HOW TO COMPLETE THIS TASK
When copying the data, keep every line exactly the same.

DATASET EXTRACT
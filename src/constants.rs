pub mod api {
    pub const DEFAULT_BASE_URL: &str = "https://api.loom.com/v1";
    pub const EMBED_URL_PREFIX: &str = "https://www.loom.com/embed/";
    pub const USER_AGENT: &str = concat!("loom-mcp/", env!("CARGO_PKG_VERSION"));
    pub const DEFAULT_RETRY_AFTER_SECS: u64 = 60;
}

pub mod headers {
    pub const ACCESS_TOKEN: &str = "x-loom-access-token";
    pub const BASE_URL: &str = "x-loom-base-url";
}

pub mod limits {
    pub const CHARACTER_LIMIT: usize = 50_000;
    pub const DEFAULT_PAGE_SIZE: u32 = 20;
    pub const MAX_PAGE_SIZE: u32 = 100;
}

pub mod embed {
    pub const DEFAULT_WIDTH: u32 = 640;
    pub const DEFAULT_HEIGHT: u32 = 360;
}

pub mod messages {
    pub const MISSING_TOKEN: &str =
        "Missing access token. Provide it via the x-loom-access-token header.";
    pub const AUTH_FAILED: &str = "Authentication failed. Please check your access token.";
    pub const NOT_FOUND: &str = "Resource not found";
}

pub mod tools {
    pub const NAME_PREFIX: &str = "loom_";
}

pub mod server {
    pub const PROTOCOL_VERSION: &str = "2025-06-18";
    pub const NAME: &str = "loom-mcp";
    pub const VERSION: &str = env!("CARGO_PKG_VERSION");
}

COMPLETED EXERCISE
filename src/constants.rs
pub mod api {
    pub const DEFAULT_BASE_URL: &str = "https://api.loom.com/v1";
    pub const EMBED_URL_PREFIX: &str = "https://www.loom.com/embed/";
    pub const USER_AGENT: &str = concat!("loom-mcp/", env!("CARGO_PKG_VERSION"));
    pub const DEFAULT_RETRY_AFTER_SECS: u64 = 60;
}

pub mod headers {
    pub const ACCESS_TOKEN: &str = "x-loom-access-token";
    pub const BASE_URL: &str = "x-loom-base-url";
}

pub mod limits {
    pub const CHARACTER_LIMIT: usize = 50_000;
    pub const DEFAULT_PAGE_SIZE: u32 = 20;
    pub const MAX_PAGE_SIZE: u32 = 100;
}

pub mod embed {
    pub const DEFAULT_WIDTH: u32 = 640;
    pub const DEFAULT_HEIGHT: u32 = 360;
}

pub mod messages {
    pub const MISSING_TOKEN: &str =
        "Missing access token. Provide it via the x-loom-access-token header.";
    pub const AUTH_FAILED: &str = "Authentication failed. Please check your access token.";
    pub const NOT_FOUND: &str = "Resource not found";
}

pub mod tools {
    pub const NAME_PREFIX: &str = "loom_";
}

pub mod server {
    pub const PROTOCOL_VERSION: &str = "2025-06-18";
    pub const NAME: &str = "loom-mcp";
    pub const VERSION: &str = env!("CARGO_PKG_VERSION");
}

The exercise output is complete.